**PROBLEM TO SOLVE:**
Write out again only the lines that run from the start of the entries to the line containing "a namespaced key", both included.

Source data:
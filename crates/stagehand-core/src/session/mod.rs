//! Session model and persistence contract.

pub mod model;
pub mod repository;

pub use model::Session;
pub use repository::SessionRepository;
//! Key-value-backed SessionRepository implementation.
//!
//! Serializes sessions as JSON under a namespaced key
//! (`{namespace}:session:{user_id}`) and retries transient store failures
//! with bounded backoff before failing the request. A failed save leaves the
//! previously persisted session untouched; partial sessions are never
//! written.

use crate::kv::KeyValueStore;
use async_trait::async_trait;
use stagehand_core::action::UserId;
use stagehand_core::error::{Result, StagehandError};
use stagehand_core::session::{Session, SessionRepository};
use std::future::Future;
use std::sync::Arc;
use std::time::Duration;
use tracing::warn;

/// [`SessionRepository`] over any [`KeyValueStore`].
pub struct KvSessionRepository {
    store: Arc<dyn KeyValueStore>,
    namespace: String,
    max_retries: u32,
    backoff: Duration,
}

impl KvSessionRepository {
    pub fn new(store: Arc<dyn KeyValueStore>, namespace: impl Into<String>) -> Self {
        Self {
            store,
            namespace: namespace.into(),
            max_retries: 2,
            backoff: Duration::from_millis(50),
        }
    }

    /// Overrides the retry policy for transient store errors.
    pub fn with_retry(mut self, max_retries: u32, backoff: Duration) -> Self {
        self.max_retries = max_retries;
        self.backoff = backoff;
        self
    }

    fn key(&self, user_id: UserId) -> String {
        format!("{}:session:{}", self.namespace, user_id)
    }

    async fn with_backoff<T, F, Fut>(&self, op_name: &str, mut op: F) -> Result<T>
    where
        F: FnMut() -> Fut,
        Fut: Future<Output = Result<T>>,
    {
        let mut attempt = 0;
        loop {
            match op().await {
                Ok(value) => return Ok(value),
                Err(err) if err.is_retryable() && attempt < self.max_retries => {
                    attempt += 1;
                    warn!(op = op_name, attempt, error = %err, "transient store error, retrying");
                    tokio::time::sleep(self.backoff * attempt).await;
                }
                Err(err) => return Err(err),
            }
        }
    }
}

#[async_trait]
impl SessionRepository for KvSessionRepository {
    async fn find(&self, user_id: UserId) -> Result<Option<Session>> {
        let key = self.key(user_id);
        let raw = self.with_backoff("get", || self.store.get(&key)).await?;
        match raw {
            Some(bytes) => {
                let session = serde_json::from_slice(&bytes)
                    .map_err(|e| StagehandError::serialization(e.to_string()))?;
                Ok(Some(session))
            }
            None => Ok(None),
        }
    }

    async fn save(&self, session: &Session, ttl: Duration) -> Result<()> {
        let key = self.key(session.user_id);
        let bytes = serde_json::to_vec(session)
            .map_err(|e| StagehandError::serialization(e.to_string()))?;
        self.with_backoff("set", || self.store.set(&key, bytes.clone(), Some(ttl)))
            .await
    }

    async fn delete(&self, user_id: UserId) -> Result<()> {
        let key = self.key(user_id);
        self.with_backoff("delete", || self.store.delete(&key))
            .await
    }
}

**TASK RESULT:**
filename crates/stagehand-core/src/session/mod.rs
//! Session model and persistence contract.

pub mod model;
pub mod repository;

pub use model::Session;
pub use repository::SessionRepository;
//! Key-value-backed SessionRepository implementation.
//!
//! Serializes sessions as JSON under a namespaced key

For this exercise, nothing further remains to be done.